OSMANLI ENGİZİSYONU KİTABI II

 


Bu yazımızda Ali yıldırımın meşhur kitabından ‘Osmanlı hoşgörüsü rivayeti’ başlığıyla yazılanları inceleyeceğiz.

Ali Yıldırım bu başlık altında kısaca, 'Osmanlı devletinde din, dil, ırk ayırımının resmi tarihçilerin üzerinde ittifak ettiği bir mesele olduğunu fakat hakikatin böyle olmadığını söylemektedir. Buna göre Resmi tarihçiler Osmanlı hoşgörüsü adı altında çeşitli rivayetler uydurmuşlardır. Aslında bu böyle değildir.

Hemen peşinen söylemeliyiz ki Ali yıldırım tarih namına bir şey okumamış…Eğer okusaydı hem yabancı tarihlerde hem de arşivde Osmanlı hoşgörüsüne dair yüzlerce bilgiyi görebilirdi.  Bizim kaynaklarımızda Siyasetnamelerde, Kroniklerde, belgelerde adalet vurgusundan geçilmez. Sırf buradan bile adil olmaya ne derece önem verildiği, adaletin ne kadar çok gündemde tutulduğu anlaşılabilir. Bütün bunları görmeyen, görse bile uydurma görenlere ne denebilir ki?...
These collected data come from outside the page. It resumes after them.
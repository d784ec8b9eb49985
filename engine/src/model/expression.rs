//! Lazily-resolvable typed expressions.
//!
//! ```text
//! ┌──────────────┐  evaluator   ┌──────────────────────┐  evaluate(bindings)  ┌───────┐
//! │ ast::Expr    │ ───────────▶ │ ResolvableExpression │ ───────────────────▶ │ Value │
//! └──────────────┘              │ DatasetExpression    │ ───────────────────▶ │ Arc<Dataset>
//!                               └──────────────────────┘                      └───────┘
//! ```
//!
//! Compilation resolves types once; evaluation is a pure function of the
//! supplied bindings, so an expression may be evaluated once per row (calc,
//! filter) or once against the host environment.

use indexmap::IndexMap;
use serde::{Deserialize, Serialize};
use std::collections::HashMap;
use std::fmt;
use std::sync::Arc;

use super::dataset::Dataset;
use super::structure::DataStructure;
use super::types::{Value, ValueType};
use crate::error::{EvalError, EvalResult};

// =============================================================================
// Spans and bindings
// =============================================================================

/// Start/end offsets into the script text.
#[derive(Debug, Clone, Copy, Default, PartialEq, Eq, Hash, Serialize, Deserialize)]
pub struct Span {
    pub start: usize,
    pub end: usize,
}

impl Span {
    pub fn new(start: usize, end: usize) -> Self {
        Self { start, end }
    }

    /// Smallest span covering both.
    pub fn merge(self, other: Span) -> Span {
        Span::new(self.start.min(other.start), self.end.max(other.end))
    }
}

impl fmt::Display for Span {
    fn fmt(&self, f: &mut fmt::Formatter<'_>) -> fmt::Result {
        write!(f, "{}..{}", self.start, self.end)
    }
}

/// Name → value lookup an expression is evaluated against.
pub trait Bindings {
    fn get(&self, name: &str) -> Option<&Value>;
}

impl Bindings for HashMap<String, Value> {
    fn get(&self, name: &str) -> Option<&Value> {
        HashMap::get(self, name)
    }
}

impl Bindings for IndexMap<String, Value> {
    fn get(&self, name: &str) -> Option<&Value> {
        IndexMap::get(self, name)
    }
}

/// Bindings with no names, for constant expressions.
#[derive(Debug, Clone, Copy, Default)]
pub struct EmptyBindings;

impl Bindings for EmptyBindings {
    fn get(&self, _name: &str) -> Option<&Value> {
        None
    }
}

// =============================================================================
// Scalar expressions
// =============================================================================

type Resolver = Arc<dyn Fn(&dyn Bindings) -> EvalResult<Value> + Send + Sync>;

/// A statically typed scalar formula.
#[derive(Clone)]
pub struct ResolvableExpression {
    value_type: ValueType,
    span: Span,
    resolver: Resolver,
}

impl ResolvableExpression {
    pub fn new<F>(value_type: ValueType, span: Span, resolver: F) -> Self
    where
        F: Fn(&dyn Bindings) -> EvalResult<Value> + Send + Sync + 'static,
    {
        Self {
            value_type,
            span,
            resolver: Arc::new(resolver),
        }
    }

    /// Expression returning `value` regardless of bindings.
    pub fn constant(value: Value, value_type: ValueType, span: Span) -> Self {
        Self::new(value_type, span, move |_| Ok(value.clone()))
    }

    /// Typed `null` (e.g. comparisons against the null literal).
    pub fn null(value_type: ValueType, span: Span) -> Self {
        Self::constant(Value::Null, value_type, span)
    }

    /// Reads `name` from the bindings; an unbound name reads as null.
    pub fn column(name: impl Into<String>, value_type: ValueType, span: Span) -> Self {
        let name = name.into();
        Self::new(value_type, span, move |bindings| {
            Ok(bindings.get(&name).cloned().unwrap_or(Value::Null))
        })
    }

    pub fn value_type(&self) -> &ValueType {
        &self.value_type
    }

    pub fn span(&self) -> Span {
        self.span
    }

    /// Expression built from the bare `null` literal.
    pub fn is_null_literal(&self) -> bool {
        self.value_type.is_null()
    }

    pub fn evaluate(&self, bindings: &dyn Bindings) -> EvalResult<Value> {
        (self.resolver)(bindings)
    }

    /// Same computation under a different static type (used by casts of null).
    pub fn retyped(&self, value_type: ValueType) -> Self {
        Self {
            value_type,
            span: self.span,
            resolver: self.resolver.clone(),
        }
    }
}

impl fmt::Debug for ResolvableExpression {
    fn fmt(&self, f: &mut fmt::Formatter<'_>) -> fmt::Result {
        f.debug_struct("ResolvableExpression")
            .field("value_type", &self.value_type)
            .field("span", &self.span)
            .finish_non_exhaustive()
    }
}

// =============================================================================
// Dataset expressions
// =============================================================================

type DatasetResolver = Arc<dyn Fn(&dyn Bindings) -> EvalResult<Arc<Dataset>> + Send + Sync>;

/// A dataset-valued formula whose structure is known before execution.
#[derive(Clone)]
pub struct DatasetExpression {
    structure: DataStructure,
    span: Span,
    resolver: DatasetResolver,
}

impl DatasetExpression {
    pub fn new<F>(structure: DataStructure, span: Span, resolver: F) -> Self
    where
        F: Fn(&dyn Bindings) -> EvalResult<Arc<Dataset>> + Send + Sync + 'static,
    {
        Self {
            structure,
            span,
            resolver: Arc::new(resolver),
        }
    }

    /// Wrap an already materialized dataset.
    pub fn of(dataset: Arc<Dataset>, span: Span) -> Self {
        let structure = dataset.structure().clone();
        Self::new(structure, span, move |_| Ok(dataset.clone()))
    }

    pub fn structure(&self) -> &DataStructure {
        &self.structure
    }

    pub fn span(&self) -> Span {
        self.span
    }

    pub fn evaluate(&self, bindings: &dyn Bindings) -> EvalResult<Arc<Dataset>> {
        let dataset = (self.resolver)(bindings)?;
        if dataset.structure() != &self.structure {
            return Err(EvalError::internal(
                "resolved dataset does not match its declared structure",
                self.span,
            ));
        }
        Ok(dataset)
    }

    /// Evaluate with no bindings. Dataset expressions built from host
    /// variables capture everything they need.
    pub fn resolve(&self) -> EvalResult<Arc<Dataset>> {
        self.evaluate(&EmptyBindings)
    }

    /// Same dataset, reported at a different span.
    pub fn at(mut self, span: Span) -> Self {
        self.span = span;
        self
    }
}

impl fmt::Debug for DatasetExpression {
    fn fmt(&self, f: &mut fmt::Formatter<'_>) -> fmt::Result {
        f.debug_struct("DatasetExpression")
            .field("structure", &self.structure)
            .field("span", &self.span)
            .finish_non_exhaustive()
    }
}

// =============================================================================
// Evaluator output
// =============================================================================

/// Result of compiling any expression.
#[derive(Debug, Clone)]
pub enum Expression {
    Scalar(ResolvableExpression),
    Dataset(DatasetExpression),
}

impl Expression {
    pub fn value_type(&self) -> ValueType {
        match self {
            Expression::Scalar(expr) => expr.value_type().clone(),
            Expression::Dataset(_) => ValueType::Dataset,
        }
    }

    pub fn span(&self) -> Span {
        match self {
            Expression::Scalar(expr) => expr.span(),
            Expression::Dataset(expr) => expr.span(),
        }
    }

    pub fn into_scalar(self) -> EvalResult<ResolvableExpression> {
        match self {
            Expression::Scalar(expr) => Ok(expr),
            Expression::Dataset(expr) => Err(EvalError::invalid_type(
                ValueType::Dataset,
                "a scalar",
                expr.span(),
            )),
        }
    }

    pub fn into_dataset(self) -> EvalResult<DatasetExpression> {
        match self {
            Expression::Dataset(expr) => Ok(expr),
            Expression::Scalar(expr) => Err(EvalError::invalid_type(
                expr.value_type(),
                ValueType::Dataset,
                expr.span(),
            )),
        }
    }
}

#[cfg(test)]
mod tests {
    use super::*;

    #[test]
    fn test_column_reads_bindings() {
        let expr = ResolvableExpression::column("a", ValueType::Int64, Span::default());
        let mut row = HashMap::new();
        row.insert("a".to_string(), Value::Int64(4));
        assert_eq!(expr.evaluate(&row).unwrap(), Value::Int64(4));
        assert_eq!(expr.evaluate(&EmptyBindings).unwrap(), Value::Null);
    }

    #[test]
    fn test_null_literal_detection() {
        let null = ResolvableExpression::null(ValueType::Null, Span::default());
        assert!(null.is_null_literal());
        assert!(!null.retyped(ValueType::String).is_null_literal());
    }

    #[test]
    fn test_scalar_is_not_a_dataset() {
        let expr = Expression::Scalar(ResolvableExpression::constant(
            Value::Int64(1),
            ValueType::Int64,
            Span::new(0, 1),
        ));
        let err = expr.into_dataset().unwrap_err();
        assert_eq!(err.to_string(), "invalid type Long, expected Dataset");
    }

    #[test]
    fn test_span_merge() {
        assert_eq!(Span::new(4, 6).merge(Span::new(1, 5)), Span::new(1, 6));
    }
}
Balkan halkları Osmanlının gelişini bayram havasıyla kutlamışlardı. Paul Wittek gibi bir kimse dahi Osmanlının fethettiği topraklardaki kimselere müsamaha ile yaklaştıklarını söyler. Bunun islam yönetim anlayışından geldiğini de ifade etmekten çekinmez. Buna benzer görüşleri tarihçilerin kutbu görülen Halil İnalcık’ta söylemektedir. Tarihçilerin kutbu Halil İnalcık, Akşemseddin Şamandı deyince muteber oluyor da ‘Fatih Üzerine Tetkikler ve Vesikalar isimli eserinde ‘Müsamaha ve himaye anlayışı Osmanlı devletinin temelini oluşturur’ demesi yanlış mı oluyor?

Fatih’in Galata Zimmilerine Verilen Ahidnâmesi, Kudüs ruhbanlarına verilen ferman ortadadır. Ali yıldırım tarafından Resmi belgeler Osmanlı zülmünü göstermede vesika olarak kabul ediliyor da hoşgörüsünü göstermek noktasında niye vesika olarak kabul edilmiyor?  
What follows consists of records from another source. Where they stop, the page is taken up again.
// =============================================================================
// Contract
// =============================================================================

impl ProcessingEngine for InMemoryEngine {
    fn name(&self) -> &str {
        "memory"
    }

    fn execute_project(
        &self,
        dataset: &DatasetExpression,
        columns: &[String],
    ) -> EvalResult<DatasetExpression> {
        let span = dataset.span();
        let source = dataset.structure();
        let positions = indices(source, columns, span)?;
        let structure = DataStructure::new(columns.iter().filter_map(|c| source.get(c).cloned()))
            .map_err(|e| e.or_span(span))?;
        debug!("project: {} -> {} column(s)", source.len(), structure.len());
        Ok(derive(dataset, structure, move |data| {
            Ok(data
                .rows()
                .iter()
                .map(|row| positions.iter().map(|&i| row[i].clone()).collect())
                .collect())
        }))
    }

    fn execute_calc(
        &self,
        dataset: &DatasetExpression,
        expressions: &IndexMap<String, ResolvableExpression>,
        roles: &IndexMap<String, Role>,
        _sources: &IndexMap<String, String>,
    ) -> EvalResult<DatasetExpression> {
        let mut structure = dataset.structure().clone();
        for (name, expr) in expressions {
            let role = roles
                .get(name)
                .copied()
                .or_else(|| structure.get(name).map(|c| c.role))
                .unwrap_or(Role::Measure);
            structure.upsert(Component::new(name.clone(), expr.value_type().clone(), role));
        }
        debug!(
            "calc: {} expression(s) on {} column(s)",
            expressions.len(),
            dataset.structure().len()
        );
        let width = structure.len();
        let targets: Vec<(usize, ResolvableExpression)> = expressions
            .iter()
            .filter_map(|(name, expr)| structure.index_of(name).map(|i| (i, expr.clone())))
            .collect();
        Ok(derive(dataset, structure, move |data| {
            data.rows()
                .iter()
                .map(|row| {
                    let bindings = RowBindings::new(data.structure(), row);
                    let mut out = row.clone();
                    out.resize(width, Value::Null);
                    for (index, expr) in &targets {
                        out[*index] = expr.evaluate(&bindings)?;
                    }
                    Ok(out)
                })
                .collect()
        }))
    }

    fn execute_filter(
        &self,
        dataset: &DatasetExpression,
        predicate: &ResolvableExpression,
        source: &str,
    ) -> EvalResult<DatasetExpression> {
        debug!("filter: {}", source);
        let predicate = predicate.clone();
        Ok(derive(dataset, dataset.structure().clone(), move |data| {
            let mut rows = Vec::new();
            for row in data.rows() {
                let bindings = RowBindings::new(data.structure(), row);
                if predicate.evaluate(&bindings)?.as_bool() == Some(true) {
                    rows.push(row.clone());
                }
            }
            Ok(rows)
        }))
    }

    fn execute_rename(
        &self,
        dataset: &DatasetExpression,
        from_to: &IndexMap<String, String>,
    ) -> EvalResult<DatasetExpression> {
        let span = dataset.span();
        let source = dataset.structure();
        for from in from_to.keys() {
            source.require(from, "dataset", span)?;
        }
        let mut components = Vec::with_capacity(source.len());
        let mut kept = Vec::with_capacity(source.len());
        for (index, component) in source.components().enumerate() {
            if let Some(to) = from_to.get(&component.name) {
                components.push(component.renamed(to.clone()));
            } else if from_to.values().any(|to| to == &component.name) {
                continue;
            } else {
                components.push(component.clone());
            }
            kept.push(index);
        }
        let structure = DataStructure::new(components).map_err(|e| e.or_span(span))?;
        debug!("rename: {} column(s)", from_to.len());
        Ok(derive(dataset, structure, move |data| {
            Ok(data
                .rows()
                .iter()
                .map(|row| kept.iter().map(|&i| row[i].clone()).collect())
                .collect())
        }))
    }

    fn execute_union(&self, datasets: &[DatasetExpression]) -> EvalResult<DatasetExpression> {
        let structure = common_structure(datasets)?;
        let mut key: Vec<usize> = structure
            .components()
            .enumerate()
            .filter(|(_, c)| c.is_identifier())
            .map(|(i, _)| i)
            .collect();
        if key.is_empty() {
            key = (0..structure.len()).collect();
        }
        debug!("union: {} dataset(s)", datasets.len());
        Ok(concat(datasets, structure, Some(key)))
    }

    fn execute_stack(&self, datasets: &[DatasetExpression]) -> EvalResult<DatasetExpression> {
        let structure = common_structure(datasets)?;
        debug!("stack: {} dataset(s)", datasets.len());
        Ok(concat(datasets, structure, None))
    }

    fn execute_aggr(
        &self,
        dataset: &DatasetExpression,
        group_by: &[String],
        aggregations: &IndexMap<String, AggregationExpression>,
    ) -> EvalResult<DatasetExpression> {
        let span = dataset.span();
        let source = dataset.structure();
        let group_positions = indices(source, group_by, span)?;
        let mut components: Vec<Component> = group_by
            .iter()
            .filter_map(|c| source.get(c).cloned())
            .collect();
        for (name, aggregation) in aggregations {
            components.push(Component::measure(name.clone(), aggregation.value_type()));
        }
        let structure = DataStructure::new(components).map_err(|e| e.or_span(span))?;
        debug!(
            "aggr: {} aggregation(s) grouped by [{}]",
            aggregations.len(),
            group_by.join(", ")
        );
        let aggregations: Vec<AggregationExpression> = aggregations.values().cloned().collect();
        Ok(derive(dataset, structure, move |data| {
            let mut groups: IndexMap<Vec<_>, Vec<usize>> = IndexMap::new();
            for (index, row) in data.rows().iter().enumerate() {
                let key = group_positions.iter().map(|&g| row[g].key()).collect();
                groups.entry(key).or_default().push(index);
            }
            // Aggregating everything yields one row even with no input.
            if groups.is_empty() && group_positions.is_empty() {
                groups.insert(Vec::new(), Vec::new());
            }
            let mut rows = Vec::with_capacity(groups.len());
            for members in groups.values() {
                let mut out: Row = match members.first() {
                    Some(&first) => group_positions
                        .iter()
                        .map(|&g| data.rows()[first][g].clone())
                        .collect(),
                    None => Vec::new(),
                };
                for aggregation in &aggregations {
                    let value = match aggregation.operand() {
                        None => Value::Int64(members.len() as i64),
                        Some(operand) => {
                            let values = members
                                .iter()
                                .map(|&i| {
                                    operand.evaluate(&RowBindings::new(data.structure(), &data.rows()[i]))
                                })
                                .collect::<EvalResult<Vec<_>>>()?;
                            aggregate(aggregation.function(), &values, operand.value_type(), operand.span())?
                        }
                    };
                    out.push(value);
                }
                rows.push(out);
            }
            Ok(rows)
        }))
    }

    fn execute_simple_analytic(
        &self,
        dataset: &DatasetExpression,
        target: &str,
        function: AnalyticFunction,
        source: &str,
        window: &Window,
    ) -> EvalResult<DatasetExpression> {
        let span = dataset.span();
        let input = dataset.structure();
        let source_type = input.require(source, "dataset", span)?.value_type.clone();
        let source_index = input.index_of(source).unwrap_or_default();
        let partition = indices(input, &window.partition_by, span)?;
        let order = sort_spec(input, &window.order_by, span)?;
        let frame: Option<WindowFrame> = window.frame;
        let aggregate_function = function.aggregate();
        let (structure, target_index) = with_column(input, target, function.result_type(&source_type));
        let width = structure.len();
        debug!("analytic: {} over {} into {}", function, source, target);

        Ok(derive(dataset, structure, move |data| {
            let mut rows = widened(data, width);
            for members in window::partitions(data, &partition) {
                let sorted = window::sort(data, members, &order);
                for (position, &row_index) in sorted.iter().enumerate() {
                    let (start, end) = window::frame(data, &sorted, position, &order, frame.as_ref());
                    let framed = &sorted[start..end];
                    let value_of = |i: &usize| data.rows()[*i][source_index].clone();
                    let value = match (function, aggregate_function) {
                        (AnalyticFunction::FirstValue, _) => framed.first().map(value_of).unwrap_or_default(),
                        (AnalyticFunction::LastValue, _) => framed.last().map(value_of).unwrap_or_default(),
                        (_, Some(agg)) => {
                            let values: Vec<Value> = framed.iter().map(value_of).collect();
                            aggregate(agg, &values, &source_type, span)?
                        }
                        (other, None) => {
                            return Err(EvalError::internal(
                                format!("{} is not a simple analytic function", other),
                                span,
                            ))
                        }
                    };
                    rows[row_index][target_index] = value;
                }
            }
            Ok(rows)
        }))
    }

    fn execute_lead_or_lag(
        &self,
        dataset: &DatasetExpression,
        target: &str,
        function: AnalyticFunction,
        source: &str,
        offset: i64,
        partition_by: &[String],
        order_by: &IndexMap<String, Order>,
    ) -> EvalResult<DatasetExpression> {
        let span = dataset.span();
        let input = dataset.structure();
        let source_type = input.require(source, "dataset", span)?.value_type.clone();
        let source_index = input.index_of(source).unwrap_or_default();
        let partition = indices(input, partition_by, span)?;
        let order = sort_spec(input, order_by, span)?;
        let step = match function {
            AnalyticFunction::Lead => offset,
            AnalyticFunction::Lag => -offset,
            other => {
                return Err(EvalError::internal(
                    format!("{} is not lead or lag", other),
                    span,
                ))
            }
        };
        let (structure, target_index) = with_column(input, target, source_type);
        let width = structure.len();
        debug!("{}: {} by {} into {}", function, source, offset, target);

        Ok(derive(dataset, structure, move |data| {
            let mut rows = widened(data, width);
            for members in window::partitions(data, &partition) {
                let sorted = window::sort(data, members, &order);
                for (position, &row_index) in sorted.iter().enumerate() {
                    let other = position as i64 + step;
                    rows[row_index][target_index] = if other >= 0 && (other as usize) < sorted.len() {
                        data.rows()[sorted[other as usize]][source_index].clone()
                    } else {
                        Value::Null
                    };
                }
            }
            Ok(rows)
        }))
    }

    fn execute_ratio_to_report(
        &self,
        dataset: &DatasetExpression,
        target: &str,
        source: &str,
        partition_by: &[String],
    ) -> EvalResult<DatasetExpression> {
        let span = dataset.span();
        let input = dataset.structure();
        input.require(source, "dataset", span)?;
        let source_index = input.index_of(source).unwrap_or_default();
        let partition = indices(input, partition_by, span)?;
        let (structure, target_index) = with_column(input, target, ValueType::Float64);
        let width = structure.len();
        debug!("ratio_to_report: {} into {}", source, target);

        Ok(derive(dataset, structure, move |data| {
            let mut rows = widened(data, width);
            for members in window::partitions(data, &partition) {
                let total: f64 = members
                    .iter()
                    .filter_map(|&i| data.rows()[i][source_index].as_f64())
                    .sum();
                for &i in &members {
                    rows[i][target_index] = match data.rows()[i][source_index].as_f64() {
                        Some(x) if total != 0.0 => Value::Float64(x / total),
                        _ => Value::Null,
                    };
                }
            }
            Ok(rows)
        }))
    }

    fn execute_rank(
        &self,
        dataset: &DatasetExpression,
        target: &str,
        partition_by: &[String],
        order_by: &IndexMap<String, Order>,
    ) -> EvalResult<DatasetExpression> {
        let span = dataset.span();
        let input = dataset.structure();
        let partition = indices(input, partition_by, span)?;
        let order = sort_spec(input, order_by, span)?;
        let (structure, target_index) = with_column(input, target, ValueType::Int64);
        let width = structure.len();
        debug!("rank into {}", target);

        Ok(derive(dataset, structure, move |data| {
            let mut rows = widened(data, width);
            for members in window::partitions(data, &partition) {
                let sorted = window::sort(data, members, &order);
                let mut rank = 0i64;
                for (position, &row_index) in sorted.iter().enumerate() {
                    if position == 0
                        || window::compare_rows(data, sorted[position - 1], row_index, &order).is_ne()
                    {
                        rank += 1;
                    }
                    rows[row_index][target_index] = Value::Int64(rank);
                }
            }
            Ok(rows)
        }))
    }

    fn execute_inner_join(
        &self,
        datasets: &IndexMap<String, DatasetExpression>,
        keys: &[String],
    ) -> EvalResult<DatasetExpression> {
        join_with(JoinKind::Inner, datasets, keys)
    }

    fn execute_left_join(
        &self,
        datasets: &IndexMap<String, DatasetExpression>,
        keys: &[String],
    ) -> EvalResult<DatasetExpression> {
        join_with(JoinKind::Left, datasets, keys)
    }

    fn execute_full_join(
        &self,
        datasets: &IndexMap<String, DatasetExpression>,
        keys: &[String],
    ) -> EvalResult<DatasetExpression> {
        join_with(JoinKind::Full, datasets, keys)
    }

    fn execute_cross_join(
        &self,
        datasets: &IndexMap<String, DatasetExpression>,
    ) -> EvalResult<DatasetExpression> {
        join_with(JoinKind::Cross, datasets, &[])
    }
}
Bugün arşivde bulunan yabancı halklar tarafından kendi dillerinde padişaha gönderilen teşekkür mektuplarını Osmanlılar kendileri mi yazdılar, bunlar da mı uydurmadır? Osmanlıların kiliselerin inşasına izin ve destek vermeleri yerli yabancı kaynaklarda paralellik arz eden bilgiler hep uydurma mıdır? Jason Goodwin, F. Downey, Paul Wolfowitz, Roderic davison Barbara jelavich ve daha onlarca bilimsel araştırma yapan yabancı tarihçiler ‘hepsi Osmanlının hoşgörüsünü belgelerle ortaya koyacak, bizim yerli Ali Yıldırım ‘osmanlı hoş görülü değildi diyecek’. Yerli komedi.

Bugün Başbakanlık Osmanlı arşivinde Osmanlı hoşgörüsünü gösteren binlerce belge görülebilir. Osmanlının reaya zulm noktasındaki duyarlılığını inkar etmek mümkün değildir. Belge’de inkar edilecekse tarihçilik mi kalır?

Ali yıldırım Osmanlı’da hoşgörüyü inkar ettikten sonra okuyucuya söyle bir soru sormaktadır ‘padişah gayrimüslimi neden islamiyete çağırmaz? Neden Müslüman olmak isteyen kölelerin isteği reddedilir? Gayrimüslimler dinlerine ibadetlerine karışılmaması karşılığında ne öder?’

Yerli komedi Ali Yıldırım Bey’in bu sorularına tek tek cevap verelim.

1-padişah gayrimüslimi neden islamiyete çağırmaz?

Halifesinden tut, en aciz Müslümana kadar her Müslümanın İslam dinini dünyanın her yerine imkanı nispetinde velev ki duayla bile olsa duyurması gerekmektedir. Yanlış anlaşılmasın ‘kişileri Müslüman yapmak değil, İslamı doğru şekilde duyurmak her Müslümanın görevidir. Halife de İslam’ı duyurmakla görevliydi cihat yapardı neticesinde Allah’ın kelamını yüceltir ve duyururdu.  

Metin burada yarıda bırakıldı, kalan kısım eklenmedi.